Problem statement
Check every line below for the word "join" and copy each one that has it.

Records drawn from a dataset:
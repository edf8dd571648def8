use std::collections::HashMap;
use std::path::PathBuf;
use std::sync::{Arc, Mutex, PoisonError};

use lifecycle_common::{read_toml_file, TomlFileError};
use lifecycle_data::buildpack::{escape_id, BuildpackDescriptor};

/// A buildpack descriptor together with the directory it was loaded from.
#[derive(Debug)]
pub struct StoredBuildpack {
    pub dir: PathBuf,
    pub descriptor: BuildpackDescriptor,
}

/// An error locating or parsing a buildpack descriptor.
///
/// Descriptor errors are fatal to the enclosing detect or build operation;
/// there is no fallback order to consult when a referenced buildpack cannot
/// be loaded.
#[derive(thiserror::Error, Debug)]
pub enum StoreError {
    #[error("reading buildpack.toml of '{reference}': {source}")]
    InvalidDescriptor {
        reference: String,
        source: TomlFileError,
    },
}

/// Resolves buildpack references against a buildpacks directory laid out as
/// `<dir>/<escaped id>/<version>/buildpack.toml`.
///
/// Descriptors are parsed once per process: concurrent lookups of the same
/// `id@version` observe the same [`StoredBuildpack`] instance.
pub struct BuildpackStore {
    dir: PathBuf,
    cache: Mutex<HashMap<String, Arc<StoredBuildpack>>>,
}

impl BuildpackStore {
    pub fn new(dir: impl Into<PathBuf>) -> Self {
        Self {
            dir: dir.into(),
            cache: Mutex::new(HashMap::new()),
        }
    }

    pub fn lookup(&self, id: &str, version: &str) -> Result<Arc<StoredBuildpack>, StoreError> {
        let reference = format!("{id}@{version}");

        let mut cache = self.cache.lock().unwrap_or_else(PoisonError::into_inner);
        if let Some(stored) = cache.get(&reference) {
            return Ok(Arc::clone(stored));
        }

        let dir = self.dir.join(escape_id(id)).join(version);
        let descriptor = read_toml_file(dir.join("buildpack.toml")).map_err(|source| {
            StoreError::InvalidDescriptor {
                reference: reference.clone(),
                source,
            }
        })?;

        let stored = Arc::new(StoredBuildpack { dir, descriptor });
        cache.insert(reference, Arc::clone(&stored));
        Ok(stored)
    }
}

#[cfg(test)]
mod tests {
    use super::*;
    use std::fs;
    use tempfile::tempdir;

    fn write_descriptor(buildpacks_dir: &std::path::Path, id: &str, version: &str, toml: &str) {
        let dir = buildpacks_dir.join(escape_id(id)).join(version);
        fs::create_dir_all(&dir).unwrap();
        fs::write(dir.join("buildpack.toml"), toml).unwrap();
    }

    #[test]
    fn lookup_resolves_escaped_ids() {
        let temp_dir = tempdir().unwrap();
        write_descriptor(
            temp_dir.path(),
            "example/ruby",
            "1.0.0",
            r#"
api = "0.6"

[buildpack]
id = "example/ruby"
version = "1.0.0"
"#,
        );

        let store = BuildpackStore::new(temp_dir.path());
        let stored = store.lookup("example/ruby", "1.0.0").unwrap();

        assert_eq!(stored.descriptor.buildpack().id, "example/ruby");
        assert_eq!(
            stored.dir,
            temp_dir.path().join("example_ruby").join("1.0.0")
        );
    }

    #[test]
    fn lookup_returns_the_same_instance_per_reference() {
        let temp_dir = tempdir().unwrap();
        write_descriptor(
            temp_dir.path(),
            "a",
            "v1",
            "api = \"0.4\"\n\n[buildpack]\nid = \"a\"\nversion = \"v1\"\n",
        );

        let store = BuildpackStore::new(temp_dir.path());
        let first = store.lookup("a", "v1").unwrap();
        let second = store.lookup("a", "v1").unwrap();

        assert!(Arc::ptr_eq(&first, &second));
    }

    #[test]
    fn lookup_fails_for_missing_descriptors() {
        let temp_dir = tempdir().unwrap();

        let store = BuildpackStore::new(temp_dir.path());
        let error = store.lookup("a", "v1").unwrap_err();

        assert!(error.to_string().contains("a@v1"));
    }

    #[test]
    fn lookup_fails_for_malformed_descriptors() {
        let temp_dir = tempdir().unwrap();
        write_descriptor(temp_dir.path(), "a", "v1", "api = ");

        let store = BuildpackStore::new(temp_dir.path());
        assert!(store.lookup("a", "v1").is_err());
    }
}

Response to the task
        let dir = self.dir.join(escape_id(id)).join(version);
        let descriptor = read_toml_file(dir.join("buildpack.toml")).map_err(|source| {
        let dir = buildpacks_dir.join(escape_id(id)).join(version);
        fs::write(dir.join("buildpack.toml"), toml).unwrap();
            temp_dir.path().join("example_ruby").join("1.0.0")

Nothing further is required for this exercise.